Could you output all of the records below exactly as they appear?

**SOURCE INFORMATION:**
[Start of Attachment]

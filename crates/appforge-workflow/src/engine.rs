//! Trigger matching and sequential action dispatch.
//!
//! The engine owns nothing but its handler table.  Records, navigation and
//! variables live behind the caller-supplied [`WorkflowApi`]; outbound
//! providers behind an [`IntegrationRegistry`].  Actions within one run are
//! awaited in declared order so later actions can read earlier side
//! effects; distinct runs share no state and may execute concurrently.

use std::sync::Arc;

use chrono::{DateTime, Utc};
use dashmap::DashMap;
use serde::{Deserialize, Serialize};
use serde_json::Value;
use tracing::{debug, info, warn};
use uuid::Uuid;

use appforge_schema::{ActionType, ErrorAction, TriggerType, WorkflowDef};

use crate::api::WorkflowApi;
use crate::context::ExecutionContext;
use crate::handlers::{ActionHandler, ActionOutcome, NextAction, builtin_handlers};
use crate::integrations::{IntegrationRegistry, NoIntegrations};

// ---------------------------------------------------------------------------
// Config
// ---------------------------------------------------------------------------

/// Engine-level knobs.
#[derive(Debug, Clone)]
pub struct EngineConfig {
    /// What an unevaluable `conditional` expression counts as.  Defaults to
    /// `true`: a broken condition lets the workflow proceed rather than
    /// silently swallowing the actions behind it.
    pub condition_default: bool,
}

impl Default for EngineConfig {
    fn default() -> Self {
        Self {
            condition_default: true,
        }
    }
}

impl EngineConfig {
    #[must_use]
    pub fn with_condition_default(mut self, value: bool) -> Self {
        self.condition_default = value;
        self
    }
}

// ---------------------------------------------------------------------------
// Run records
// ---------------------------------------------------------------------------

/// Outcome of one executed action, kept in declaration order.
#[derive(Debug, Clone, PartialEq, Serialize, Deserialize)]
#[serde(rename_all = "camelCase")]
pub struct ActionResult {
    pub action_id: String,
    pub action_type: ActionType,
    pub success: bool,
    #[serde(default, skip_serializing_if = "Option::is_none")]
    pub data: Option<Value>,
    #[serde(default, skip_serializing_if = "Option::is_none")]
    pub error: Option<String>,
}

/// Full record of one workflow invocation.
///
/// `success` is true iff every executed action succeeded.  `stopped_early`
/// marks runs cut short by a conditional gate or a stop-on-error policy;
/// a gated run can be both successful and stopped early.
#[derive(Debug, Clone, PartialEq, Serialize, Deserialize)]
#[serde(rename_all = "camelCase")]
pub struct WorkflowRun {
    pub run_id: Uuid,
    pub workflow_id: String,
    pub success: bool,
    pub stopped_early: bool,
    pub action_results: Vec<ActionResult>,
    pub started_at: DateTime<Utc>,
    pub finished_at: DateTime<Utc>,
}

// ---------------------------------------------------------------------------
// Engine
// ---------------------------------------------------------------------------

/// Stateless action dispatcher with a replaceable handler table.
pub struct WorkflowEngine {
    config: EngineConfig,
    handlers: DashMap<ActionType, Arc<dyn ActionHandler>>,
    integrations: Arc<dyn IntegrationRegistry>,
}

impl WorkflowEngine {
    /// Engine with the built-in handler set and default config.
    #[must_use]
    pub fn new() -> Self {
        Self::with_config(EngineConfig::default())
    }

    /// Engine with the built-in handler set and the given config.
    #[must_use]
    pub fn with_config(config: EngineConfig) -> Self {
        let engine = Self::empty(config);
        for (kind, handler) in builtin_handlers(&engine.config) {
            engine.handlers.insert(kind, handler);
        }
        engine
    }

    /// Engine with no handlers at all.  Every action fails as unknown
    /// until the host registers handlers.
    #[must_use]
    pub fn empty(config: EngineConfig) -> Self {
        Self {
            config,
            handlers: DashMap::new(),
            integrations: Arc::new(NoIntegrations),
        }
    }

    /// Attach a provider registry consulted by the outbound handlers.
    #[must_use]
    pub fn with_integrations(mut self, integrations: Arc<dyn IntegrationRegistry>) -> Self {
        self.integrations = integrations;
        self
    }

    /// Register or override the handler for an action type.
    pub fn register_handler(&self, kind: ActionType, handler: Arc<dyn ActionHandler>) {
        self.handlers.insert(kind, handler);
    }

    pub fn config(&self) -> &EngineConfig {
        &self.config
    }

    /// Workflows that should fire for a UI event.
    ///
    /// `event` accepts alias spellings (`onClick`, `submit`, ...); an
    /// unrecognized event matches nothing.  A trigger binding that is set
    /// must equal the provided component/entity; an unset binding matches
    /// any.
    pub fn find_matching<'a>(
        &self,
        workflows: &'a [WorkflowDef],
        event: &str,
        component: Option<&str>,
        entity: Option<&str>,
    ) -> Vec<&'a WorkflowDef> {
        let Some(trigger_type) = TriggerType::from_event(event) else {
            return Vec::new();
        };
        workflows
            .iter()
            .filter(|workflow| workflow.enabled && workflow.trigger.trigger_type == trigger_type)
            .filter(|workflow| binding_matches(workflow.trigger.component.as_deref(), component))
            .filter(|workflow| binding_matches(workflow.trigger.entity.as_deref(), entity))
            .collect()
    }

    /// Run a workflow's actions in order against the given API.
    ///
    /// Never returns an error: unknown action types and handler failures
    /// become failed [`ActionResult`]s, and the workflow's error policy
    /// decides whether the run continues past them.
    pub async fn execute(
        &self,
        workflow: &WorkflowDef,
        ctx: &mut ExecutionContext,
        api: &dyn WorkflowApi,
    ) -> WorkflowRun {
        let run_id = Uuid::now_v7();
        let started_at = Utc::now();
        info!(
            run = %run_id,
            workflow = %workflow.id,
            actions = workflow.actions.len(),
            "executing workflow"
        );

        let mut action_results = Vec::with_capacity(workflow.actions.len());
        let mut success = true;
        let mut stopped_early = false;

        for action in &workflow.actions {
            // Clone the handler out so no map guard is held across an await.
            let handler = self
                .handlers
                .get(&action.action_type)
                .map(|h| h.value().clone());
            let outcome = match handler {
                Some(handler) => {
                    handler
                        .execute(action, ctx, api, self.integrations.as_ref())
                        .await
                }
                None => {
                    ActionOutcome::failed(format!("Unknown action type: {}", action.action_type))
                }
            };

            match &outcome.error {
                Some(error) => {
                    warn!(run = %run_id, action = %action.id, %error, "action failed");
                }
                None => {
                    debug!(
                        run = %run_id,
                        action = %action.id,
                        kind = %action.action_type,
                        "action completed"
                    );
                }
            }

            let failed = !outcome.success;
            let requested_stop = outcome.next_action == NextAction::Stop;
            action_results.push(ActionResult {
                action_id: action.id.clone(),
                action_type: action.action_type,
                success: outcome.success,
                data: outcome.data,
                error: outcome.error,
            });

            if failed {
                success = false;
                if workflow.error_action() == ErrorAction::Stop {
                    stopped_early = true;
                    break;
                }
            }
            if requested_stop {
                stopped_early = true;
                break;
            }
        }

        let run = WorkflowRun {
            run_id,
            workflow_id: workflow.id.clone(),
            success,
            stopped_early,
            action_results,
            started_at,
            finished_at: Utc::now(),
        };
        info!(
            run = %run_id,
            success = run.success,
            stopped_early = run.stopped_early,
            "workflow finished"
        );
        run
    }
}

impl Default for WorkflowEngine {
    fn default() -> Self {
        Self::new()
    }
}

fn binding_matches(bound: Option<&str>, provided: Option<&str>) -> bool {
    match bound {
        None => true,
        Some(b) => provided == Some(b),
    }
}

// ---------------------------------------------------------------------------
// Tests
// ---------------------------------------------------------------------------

[End of Attachment]

**OUTPUT FOR THIS TASK:**
filename crates/appforge-workflow/src/engine.rs
//! Trigger matching and sequential action dispatch.
//!
//! The engine owns nothing but its handler table.  Records, navigation and
//! variables live behind the caller-supplied [`WorkflowApi`]; outbound
//! providers behind an [`IntegrationRegistry`].  Actions within one run are
//! awaited in declared order so later actions can read earlier side
//! effects; distinct runs share no state and may execute concurrently.

use std::sync::Arc;

use chrono::{DateTime, Utc};
use dashmap::DashMap;
use serde::{Deserialize, Serialize};
use serde_json::Value;
use tracing::{debug, info, warn};
use uuid::Uuid;

use appforge_schema::{ActionType, ErrorAction, TriggerType, WorkflowDef};

use crate::api::WorkflowApi;
use crate::context::ExecutionContext;
use crate::handlers::{ActionHandler, ActionOutcome, NextAction, builtin_handlers};
use crate::integrations::{IntegrationRegistry, NoIntegrations};

// ---------------------------------------------------------------------------
// Config
// ---------------------------------------------------------------------------

/// Engine-level knobs.
#[derive(Debug, Clone)]
pub struct EngineConfig {
    /// What an unevaluable `conditional` expression counts as.  Defaults to
    /// `true`: a broken condition lets the workflow proceed rather than
    /// silently swallowing the actions behind it.
    pub condition_default: bool,
}

impl Default for EngineConfig {
    fn default() -> Self {
        Self {
            condition_default: true,
        }
    }
}

impl EngineConfig {
    #[must_use]
    pub fn with_condition_default(mut self, value: bool) -> Self {
        self.condition_default = value;
        self
    }
}

// ---------------------------------------------------------------------------
// Run records
// ---------------------------------------------------------------------------

/// Outcome of one executed action, kept in declaration order.
#[derive(Debug, Clone, PartialEq, Serialize, Deserialize)]
#[serde(rename_all = "camelCase")]
pub struct ActionResult {
    pub action_id: String,
    pub action_type: ActionType,
    pub success: bool,
    #[serde(default, skip_serializing_if = "Option::is_none")]
    pub data: Option<Value>,
    #[serde(default, skip_serializing_if = "Option::is_none")]
    pub error: Option<String>,
}

/// Full record of one workflow invocation.
///
/// `success` is true iff every executed action succeeded.  `stopped_early`
/// marks runs cut short by a conditional gate or a stop-on-error policy;
/// a gated run can be both successful and stopped early.
#[derive(Debug, Clone, PartialEq, Serialize, Deserialize)]
#[serde(rename_all = "camelCase")]
pub struct WorkflowRun {
    pub run_id: Uuid,
    pub workflow_id: String,
    pub success: bool,
    pub stopped_early: bool,
    pub action_results: Vec<ActionResult>,
    pub started_at: DateTime<Utc>,
    pub finished_at: DateTime<Utc>,
}

// ---------------------------------------------------------------------------
// Engine
// ---------------------------------------------------------------------------

/// Stateless action dispatcher with a replaceable handler table.
pub struct WorkflowEngine {
    config: EngineConfig,
    handlers: DashMap<ActionType, Arc<dyn ActionHandler>>,
    integrations: Arc<dyn IntegrationRegistry>,
}

impl WorkflowEngine {
    /// Engine with the built-in handler set and default config.
    #[must_use]
    pub fn new() -> Self {
        Self::with_config(EngineConfig::default())
    }

    /// Engine with the built-in handler set and the given config.
    #[must_use]
    pub fn with_config(config: EngineConfig) -> Self {
        let engine = Self::empty(config);
        for (kind, handler) in builtin_handlers(&engine.config) {
            engine.handlers.insert(kind, handler);
        }
        engine
    }

    /// Engine with no handlers at all.  Every action fails as unknown
    /// until the host registers handlers.
    #[must_use]
    pub fn empty(config: EngineConfig) -> Self {
        Self {
            config,
            handlers: DashMap::new(),
            integrations: Arc::new(NoIntegrations),
        }
    }

    /// Attach a provider registry consulted by the outbound handlers.
    #[must_use]
    pub fn with_integrations(mut self, integrations: Arc<dyn IntegrationRegistry>) -> Self {
        self.integrations = integrations;
        self
    }

    /// Register or override the handler for an action type.
    pub fn register_handler(&self, kind: ActionType, handler: Arc<dyn ActionHandler>) {
        self.handlers.insert(kind, handler);
    }

    pub fn config(&self) -> &EngineConfig {
        &self.config
    }

    /// Workflows that should fire for a UI event.
    ///
    /// `event` accepts alias spellings (`onClick`, `submit`, ...); an
    /// unrecognized event matches nothing.  A trigger binding that is set
    /// must equal the provided component/entity; an unset binding matches
    /// any.
    pub fn find_matching<'a>(
        &self,
        workflows: &'a [WorkflowDef],
        event: &str,
        component: Option<&str>,
        entity: Option<&str>,
    ) -> Vec<&'a WorkflowDef> {
        let Some(trigger_type) = TriggerType::from_event(event) else {
            return Vec::new();
        };
        workflows
            .iter()
            .filter(|workflow| workflow.enabled && workflow.trigger.trigger_type == trigger_type)
            .filter(|workflow| binding_matches(workflow.trigger.component.as_deref(), component))
            .filter(|workflow| binding_matches(workflow.trigger.entity.as_deref(), entity))
            .collect()
    }

    /// Run a workflow's actions in order against the given API.
    ///
    /// Never returns an error: unknown action types and handler failures
    /// become failed [`ActionResult`]s, and the workflow's error policy
    /// decides whether the run continues past them.
    pub async fn execute(
        &self,
        workflow: &WorkflowDef,
        ctx: &mut ExecutionContext,
        api: &dyn WorkflowApi,
    ) -> WorkflowRun {
        let run_id = Uuid::now_v7();
        let started_at = Utc::now();
        info!(
            run = %run_id,
            workflow = %workflow.id,
            actions = workflow.actions.len(),
            "executing workflow"
        );

        let mut action_results = Vec::with_capacity(workflow.actions.len());
        let mut success = true;
        let mut stopped_early = false;

        for action in &workflow.actions {
            // Clone the handler out so no map guard is held across an await.
            let handler = self
                .handlers
                .get(&action.action_type)
                .map(|h| h.value().clone());
            let outcome = match handler {
                Some(handler) => {
                    handler
                        .execute(action, ctx, api, self.integrations.as_ref())
                        .await
                }
                None => {
                    ActionOutcome::failed(format!("Unknown action type: {}", action.action_type))
                }
            };

            match &outcome.error {
                Some(error) => {
                    warn!(run = %run_id, action = %action.id, %error, "action failed");
                }
                None => {
                    debug!(
                        run = %run_id,
                        action = %action.id,
                        kind = %action.action_type,
                        "action completed"
                    );
                }
            }

            let failed = !outcome.success;
            let requested_stop = outcome.next_action == NextAction::Stop;
            action_results.push(ActionResult {
                action_id: action.id.clone(),
                action_type: action.action_type,
                success: outcome.success,
                data: outcome.data,
                error: outcome.error,
            });

            if failed {
                success = false;
                if workflow.error_action() == ErrorAction::Stop {
                    stopped_early = true;
                    break;
                }
            }
            if requested_stop {
                stopped_early = true;
                break;
            }
        }

        let run = WorkflowRun {
            run_id,
            workflow_id: workflow.id.clone(),
            success,
            stopped_early,
            action_results,
            started_at,
            finished_at: Utc::now(),
        };
        info!(
            run = %run_id,
            success = run.success,
            stopped_early = run.stopped_early,
            "workflow finished"
        );
        run
    }
}

impl Default for WorkflowEngine {
    fn default() -> Self {
        Self::new()
    }
}

fn binding_matches(bound: Option<&str>, provided: Option<&str>) -> bool {
    match bound {
        None => true,
        Some(b) => provided == Some(b),
    }
}

// ---------------------------------------------------------------------------
// Tests
// ---------------------------------------------------------------------------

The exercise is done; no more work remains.